Tag: Ericsson

What is the Significance of Advanced Traffic Steering in 5G Networks?

5G networks operate on multiple frequency bands, including low, mid, and high-band, with each band having different capacity and coverage characteristics. As the number of user equipment (UE) connected to the 5G network grows, the network must adapt to accommodate their diverse needs. While the majority of devices on 5G networks are personal devices like cell phones, more businesses and industrial applications are also utilizing these networks.

Each user and device has distinct demands that evolve constantly throughout the day. For instance, a person may require different services while walking their dog early in the morning, during rush hour, and at night. As people and traffic change, the network must respond rapidly and seamlessly by reallocating resources to satisfy the needs of different users and devices.

To achieve this, Ericsson’s new radio (NR) Multi-Layer Coordination solution coordinates the network deployment, cell configurations, UE capabilities, and cell load to optimize the network for the services used. In essence, 5G networks use traffic steering to optimize spectrum assets and provide a satisfactory user experience.

What is Traffic Steering?

Traffic steering involves shifting a device between different frequency layers within a specific geographic area to achieve a specific objective, typically maximizing user throughput. It may also serve other objectives, such as enabling a particular service that is only available through certain carriers.

In contrast, mobility pertains to maintaining device connectivity, preventing dropped calls, and ensuring continuous coverage while moving across different geographic areas, such as walking a dog while on a phone call. Traffic steering optimizes the user experience in such scenarios.

Notably, traffic steering is a vendor-specific solution without any standardization defined by the Third Generation Partnership Project (3GPP), allowing vendors to employ creative techniques to enhance the user experience. While traffic steering is present in 4G networks, its implementation in 5G is more intricate, driven by several factors.

5G standalone (SA) networks offer higher speeds, lower latency, and greater reliability than their non-standalone counterparts. However, the full potential of 5G SA can only be realized with advanced traffic steering capabilities.

How can advanced traffic steering improve network performance and user experience?

Essentially, advanced traffic steering allows the network to dynamically allocate radio resources to different users and applications based on their specific needs. This is done by using intelligent algorithms that take into account various factors such as network congestion, user location, and application requirements.
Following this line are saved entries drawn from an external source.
use crate::{auth::auth::AuthUser, error::ApiError, model::project::Project, store::Stores};
use actix_web::{HttpResponse, web};
use serde::{Deserialize, Serialize};
use utoipa::ToSchema;

#[derive(Debug, Serialize, Deserialize, ToSchema)]
pub struct ProjectDto {
    #[schema(example = 1)]
    pub id: u64,
    #[schema(example = "Timesheet portal")]
    pub name: String,
}

impl From<Project> for ProjectDto {
    fn from(project: Project) -> Self {
        Self {
            id: project.id,
            name: project.name,
        }
    }
}

/// List projects
#[utoipa::path(
    get,
    path = "/api/project",
    responses(
        (status = 200, description = "All projects", body = [ProjectDto]),
        (status = 401, description = "Unauthorized")
    ),
    tag = "Project",
    security(
        ("bearer_auth" = [])
    )
)]
pub async fn list_projects(
    _auth: AuthUser,
    stores: web::Data<Stores>,
) -> Result<HttpResponse, ApiError> {
    let projects: Vec<ProjectDto> = stores
        .projects
        .list_projects()
        .await?
        .into_iter()
        .map(ProjectDto::from)
        .collect();

    Ok(HttpResponse::Ok().json(projects))
}

/// Get Project by ID
#[utoipa::path(
    get,
    path = "/api/project/{project_id}",
    params(
        ("project_id" = u64, Path, description = "Project ID")
    ),
    responses(
        (status = 200, description = "Project found", body = ProjectDto),
        (status = 401, description = "Unauthorized"),
        (status = 404, description = "Project not found", body = Object, example = json!({
            "message": "Project 3 not found"
        }))
    ),
    tag = "Project",
    security(
        ("bearer_auth" = [])
    )
)]
pub async fn get_project(
    _auth: AuthUser,
    stores: web::Data<Stores>,
    path: web::Path<u64>,
) -> Result<HttpResponse, ApiError> {
    let project = stores.projects.find_project(path.into_inner()).await?;

    Ok(HttpResponse::Ok().json(ProjectDto::from(project)))
}
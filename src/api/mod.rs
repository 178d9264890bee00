pub mod employee;
pub mod project;
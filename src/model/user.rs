use serde::Deserialize;

/// Login account. `password` holds an argon2 PHC string.
#[derive(Debug, Clone, Deserialize, sqlx::FromRow)]
pub struct User {
    pub id: u64,
    pub username: String,
    pub password: String,
    pub role_id: u8,
    pub employee_id: Option<u64>,
}
use serde::Deserialize;

#[derive(Debug, Clone, PartialEq, Eq, Deserialize, sqlx::FromRow)]
pub struct Project {
    pub id: u64,
    pub name: String,
}
use chrono::NaiveDate;
use serde::{Deserialize, Serialize};
use strum_macros::{Display, EnumString};
use utoipa::ToSchema;

#[derive(
    Debug, Clone, Copy, PartialEq, Eq, Serialize, Deserialize, Display, EnumString, ToSchema,
)]
#[serde(rename_all = "lowercase")]
#[strum(serialize_all = "lowercase")]
pub enum LeaveType {
    Annual,
    Sick,
    Unpaid,
    Other,
}

#[derive(
    Debug,
    Clone,
    Copy,
    Default,
    PartialEq,
    Eq,
    Serialize,
    Deserialize,
    Display,
    EnumString,
    ToSchema,
)]
#[serde(rename_all = "lowercase")]
#[strum(serialize_all = "lowercase")]
pub enum LeaveStatus {
    #[default]
    Pending,
    Approved,
    Rejected,
}

/// A persisted leave entry. Always owned by exactly one employee.
#[derive(Debug, Clone, PartialEq, Eq, Deserialize)]
pub struct Leave {
    pub id: u64,
    pub employee_id: u64,
    pub start_date: NaiveDate,
    pub end_date: NaiveDate,
    pub leave_type: LeaveType,
    pub status: LeaveStatus,
}

/// A leave that has not been assigned an id yet.
#[derive(Debug, Clone, PartialEq, Eq)]
pub struct NewLeave {
    pub start_date: NaiveDate,
    pub end_date: NaiveDate,
    pub leave_type: LeaveType,
    pub status: LeaveStatus,
}

impl NewLeave {
    pub fn into_leave(self, id: u64, employee_id: u64) -> Leave {
        Leave {
            id,
            employee_id,
            start_date: self.start_date,
            end_date: self.end_date,
            leave_type: self.leave_type,
            status: self.status,
        }
    }
}
use crate::{
    auth::{
        jwt::{TokenSubject, generate_access_token, generate_refresh_token, verify_token},
        password::verify_password,
    },
    config::Config,
    error::ApiError,
    models::{LoginReqDto, TokenPair, TokenType},
    store::{AccountStore, Stores},
    utils::validation::ValidationErrors,
};
use actix_web::{HttpRequest, HttpResponse, web};
use tracing::{debug, error, info, instrument};

fn bearer_token(req: &HttpRequest) -> Option<&str> {
    req.headers()
        .get("Authorization")
        .and_then(|h| h.to_str().ok())
        .and_then(|h| h.strip_prefix("Bearer "))
}

/// Issues a fresh access/refresh pair and records the refresh token's `jti`.
async fn issue_token_pair(
    subject: &TokenSubject,
    accounts: &dyn AccountStore,
    config: &Config,
) -> Result<TokenPair, ApiError> {
    let access_token = generate_access_token(subject, &config.jwt_secret, config.access_token_ttl)
        .map_err(|e| {
            error!(error = %e, "Failed to sign access token");
            ApiError::Internal
        })?;

    let (refresh_token, refresh_claims) =
        generate_refresh_token(subject, &config.jwt_secret, config.refresh_token_ttl).map_err(
            |e| {
                error!(error = %e, "Failed to sign refresh token");
                ApiError::Internal
            },
        )?;

    debug!(
        user_id = subject.user_id,
        jti = %refresh_claims.jti,
        "Storing refresh token"
    );

    accounts
        .save_refresh_token(subject.user_id, &refresh_claims.jti, refresh_claims.exp as i64)
        .await?;

    Ok(TokenPair {
        access_token,
        refresh_token,
    })
}

#[instrument(
    name = "auth_login",
    skip(stores, config, user),
    fields(username = %user.username)
)]
pub async fn login(
    user: web::Json<LoginReqDto>,
    stores: web::Data<Stores>,
    config: web::Data<Config>,
) -> Result<HttpResponse, ApiError> {
    info!("Login request received");

    let username = user.username.trim();
    if username.is_empty() || user.password.is_empty() {
        info!("Validation failed: empty username or password");
        return Err(ValidationErrors::single("body", "Username or password required").into());
    }

    let invalid = || ApiError::Unauthorized("Invalid credentials".to_string());

    let db_user = match stores.accounts.find_user(username).await? {
        Some(u) => u,
        None => {
            info!("Invalid credentials: user not found");
            return Err(invalid());
        }
    };

    if let Err(e) = verify_password(&user.password, &db_user.password) {
        info!(error = %e, "Invalid credentials: password mismatch");
        return Err(invalid());
    }

    let subject = TokenSubject {
        user_id: db_user.id,
        username: db_user.username,
        role: db_user.role_id,
        employee_id: db_user.employee_id,
    };
    let tokens = issue_token_pair(&subject, &*stores.accounts, &config).await?;

    info!("Login successful");
    Ok(HttpResponse::Ok().json(tokens))
}

/// Rotates a refresh token: the presented one is revoked, a new pair is issued.
pub async fn refresh_token(
    req: HttpRequest,
    stores: web::Data<Stores>,
    config: web::Data<Config>,
) -> Result<HttpResponse, ApiError> {
    let unauthorized = || ApiError::Unauthorized("Invalid refresh token".to_string());

    let token = bearer_token(&req).ok_or_else(unauthorized)?;
    let claims = verify_token(token, &config.jwt_secret).map_err(|_| unauthorized())?;

    if claims.token_type != TokenType::Refresh {
        return Err(unauthorized());
    }

    match stores.accounts.revoke_refresh_token(&claims.jti).await? {
        Some(user_id) if user_id == claims.user_id => {}
        _ => {
            info!(user_id = claims.user_id, "Refresh token unknown or already revoked");
            return Err(unauthorized());
        }
    }

    let subject = TokenSubject::from(&claims);
    let tokens = issue_token_pair(&subject, &*stores.accounts, &config).await?;
    Ok(HttpResponse::Ok().json(tokens))
}

/// Revokes the presented refresh token. Always answers 204.
pub async fn logout(
    req: HttpRequest,
    stores: web::Data<Stores>,
    config: web::Data<Config>,
) -> HttpResponse {
    let claims = match bearer_token(&req).map(|t| verify_token(t, &config.jwt_secret)) {
        Some(Ok(c)) => c,
        _ => return HttpResponse::NoContent().finish(),
    };

    // only refresh tokens can logout
    if claims.token_type != TokenType::Refresh {
        return HttpResponse::NoContent().finish();
    }

    if let Err(e) = stores.accounts.revoke_refresh_token(&claims.jti).await {
        error!(error = %e, user_id = claims.user_id, "Failed to revoke refresh token");
    }

    HttpResponse::NoContent().finish()
}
For instance, it can be used to prioritize critical applications such as emergency services, or to ensure that high-bandwidth applications like video streaming receive the necessary resources to provide a smooth viewing experience.

The Complications of Advanced Traffic Steering

Optimizing 5G network performance and spectrum utilization is complicated due to the diversity of cells, devices, and services. The frequency bands in 5G networks are diverse, making it necessary to select the most appropriate cells for each user equipment (UE) based on multiple cells or sets of cells. Additionally, UEs and services have different requirements, with some needing higher capacity and throughput while others prioritize low latency and energy consumption. 
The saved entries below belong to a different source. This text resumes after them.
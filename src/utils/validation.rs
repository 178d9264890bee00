use std::collections::HashSet;

use chrono::NaiveDate;
use serde::Serialize;
use utoipa::ToSchema;

use crate::{
    api::employee::{LeaveInput, LeaveUpdate},
    model::leave::{Leave, NewLeave},
};

/// Query parameter carrying leave ids on delete, repeated once per id.
pub const LEAVE_ID_PARAM: &str = "leaveID";

#[derive(Debug, Clone, PartialEq, Eq, Serialize, ToSchema)]
pub struct FieldError {
    #[schema(example = "[0].end_date")]
    pub field: String,
    #[schema(example = "end_date must not be before start_date")]
    pub message: String,
}

#[derive(Debug, Clone, Default, PartialEq, Eq)]
pub struct ValidationErrors(Vec<FieldError>);

impl ValidationErrors {
    pub fn single(field: impl Into<String>, message: impl Into<String>) -> Self {
        let mut errors = Self::default();
        errors.push(field, message);
        errors
    }

    pub fn push(&mut self, field: impl Into<String>, message: impl Into<String>) {
        self.0.push(FieldError {
            field: field.into(),
            message: message.into(),
        });
    }

    pub fn is_empty(&self) -> bool {
        self.0.is_empty()
    }

    pub fn errors(&self) -> &[FieldError] {
        &self.0
    }

    /// `Ok(value)` if nothing was recorded.
    pub fn finish<T>(self, value: T) -> Result<T, Self> {
        if self.is_empty() { Ok(value) } else { Err(self) }
    }
}

fn require_body<T>(body: Option<Vec<T>>) -> Result<Vec<T>, ValidationErrors> {
    body.ok_or_else(|| ValidationErrors::single("body", "request body must not be null"))
}

fn check_date_range(errors: &mut ValidationErrors, index: usize, start: NaiveDate, end: NaiveDate) {
    if end < start {
        errors.push(
            format!("[{}].end_date", index),
            "end_date must not be before start_date",
        );
    }
}

pub fn validate_new_leaves(
    body: Option<Vec<LeaveInput>>,
) -> Result<Vec<NewLeave>, ValidationErrors> {
    let leaves = require_body(body)?;

    let mut errors = ValidationErrors::default();
    for (index, leave) in leaves.iter().enumerate() {
        check_date_range(&mut errors, index, leave.start_date, leave.end_date);
    }

    errors.finish(leaves.into_iter().map(NewLeave::from).collect())
}

/// Checks an update batch and binds every entry to `employee_id`.
pub fn validate_leave_updates(
    employee_id: u64,
    body: Option<Vec<LeaveUpdate>>,
) -> Result<Vec<Leave>, ValidationErrors> {
    let leaves = require_body(body)?;

    let mut errors = ValidationErrors::default();
    let mut seen = HashSet::with_capacity(leaves.len());
    for (index, leave) in leaves.iter().enumerate() {
        check_date_range(&mut errors, index, leave.start_date, leave.end_date);
        if !seen.insert(leave.id) {
            errors.push(
                format!("[{}].id", index),
                format!("leave {} appears more than once", leave.id),
            );
        }
    }

    errors.finish(
        leaves
            .into_iter()
            .map(|leave| leave.into_leave(employee_id))
            .collect(),
    )
}

/// Collects `leaveID` values from decoded query pairs; other keys are ignored.
pub fn validate_leave_ids(pairs: &[(String, String)]) -> Result<Vec<u64>, ValidationErrors> {
    let mut errors = ValidationErrors::default();
    let mut ids = Vec::new();

    for (key, value) in pairs.iter().filter(|(key, _)| key == LEAVE_ID_PARAM) {
        match value.trim().parse::<u64>() {
            Ok(id) if !ids.contains(&id) => ids.push(id),
            Ok(_) => {}
            Err(_) => errors.push(key.as_str(), format!("'{}' is not a valid leave id", value)),
        }
    }

    if ids.is_empty() && errors.is_empty() {
        errors.push(LEAVE_ID_PARAM, "at least one leave id is required");
    }

    errors.finish(ids)
}

#[cfg(test)]
mod tests {
    use super::*;
    use crate::model::leave::{LeaveStatus, LeaveType};
    use crate::store::memory::tests::date;

    fn input(start: &str, end: &str) -> LeaveInput {
        LeaveInput {
            start_date: date(start),
            end_date: date(end),
            leave_type: LeaveType::Annual,
            status: None,
        }
    }

    fn update(id: u64, start: &str, end: &str) -> LeaveUpdate {
        LeaveUpdate {
            id,
            start_date: date(start),
            end_date: date(end),
            leave_type: LeaveType::Sick,
            status: LeaveStatus::Approved,
        }
    }

    fn pairs(raw: &[(&str, &str)]) -> Vec<(String, String)> {
        raw.iter()
            .map(|(k, v)| (k.to_string(), v.to_string()))
            .collect()
    }

    #[test]
    fn null_body_is_rejected() {
        let err = validate_new_leaves(None).unwrap_err();
        assert_eq!(err.errors()[0].field, "body");
        assert!(validate_leave_updates(1, None).is_err());
    }

    #[test]
    fn new_leaves_default_to_pending() {
        let leaves = validate_new_leaves(Some(vec![input("2026-02-02", "2026-02-02")])).unwrap();
        assert_eq!(leaves[0].status, LeaveStatus::Pending);
    }

    #[test]
    fn empty_batch_is_allowed() {
        assert!(validate_new_leaves(Some(vec![])).unwrap().is_empty());
    }

    #[test]
    fn reversed_date_range_reports_index() {
        let err = validate_new_leaves(Some(vec![
            input("2026-02-02", "2026-02-03"),
            input("2026-02-10", "2026-02-01"),
        ]))
        .unwrap_err();

        assert_eq!(
            err.errors(),
            &[FieldError {
                field: "[1].end_date".to_string(),
                message: "end_date must not be before start_date".to_string(),
            }]
        );
    }

    #[test]
    fn updates_are_bound_to_path_employee() {
        let leaves =
            validate_leave_updates(7, Some(vec![update(102, "2026-04-01", "2026-04-02")])).unwrap();
        assert_eq!(leaves[0].employee_id, 7);
        assert_eq!(leaves[0].status, LeaveStatus::Approved);
    }

    #[test]
    fn duplicate_update_ids_are_rejected() {
        let err = validate_leave_updates(
            7,
            Some(vec![
                update(102, "2026-04-01", "2026-04-02"),
                update(102, "2026-04-03", "2026-04-04"),
            ]),
        )
        .unwrap_err();
        assert_eq!(err.errors()[0].field, "[1].id");
    }

    #[test]
    fn leave_ids_are_collected_in_order() {
        let ids = validate_leave_ids(&pairs(&[
            ("leaveID", "3"),
            ("other", "x"),
            ("leaveID", "1"),
            ("leaveID", "3"),
        ]))
        .unwrap();
        assert_eq!(ids, vec![3, 1]);
    }

    #[test]
    fn missing_or_malformed_leave_ids_are_rejected() {
        assert!(validate_leave_ids(&[]).is_err());
        assert!(validate_leave_ids(&pairs(&[("leaveId", "1")])).is_err());

        let err = validate_leave_ids(&pairs(&[("leaveID", "abc")])).unwrap_err();
        assert_eq!(err.errors()[0].message, "'abc' is not a valid leave id");
    }
}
The rise of Fixed Wireless Access and emerging technologies like augmented and virtual reality further complicates matters. Carrier aggregation allows for combining primary and secondary cells to increase capacity or coverage. However, finding the best UE configuration for each network deployment can be complex due to the many possible combinations. Load distribution is also important to ensure balanced cell utilization and improve device throughput. Ultimately, flexible and agile traffic steering is necessary to address the constantly changing needs of 5G networks.

Ericsson’s Traffic Steering Solution

Ericsson’s solution, called NR Multi-Layer Coordination for 5G Standalone (SA), will be used to address the complexities of 5G networks as discussed earlier. The solution includes an advanced Traffic Steering function that optimizes network performance and spectrum utilization. It is built upon an advanced selection algorithm that considers input parameters and optimization objectives to deliver the best possible UE configuration. The process involves three steps:

Step 1: Initial Input Parameters

The solution considers four initial input parameters – UE capabilities, UE group, network topology, and load. Coverage information is also considered where possible to exclude cells that are not in coverage. With the Ericsson framework, communications service providers (CSPs) can define different UE groups. They can also apply different traffic steering behaviors to observe the results of each group. For instance, they can specify which frequencies a device is allowed to use for different services such as FWA or Voice over NR.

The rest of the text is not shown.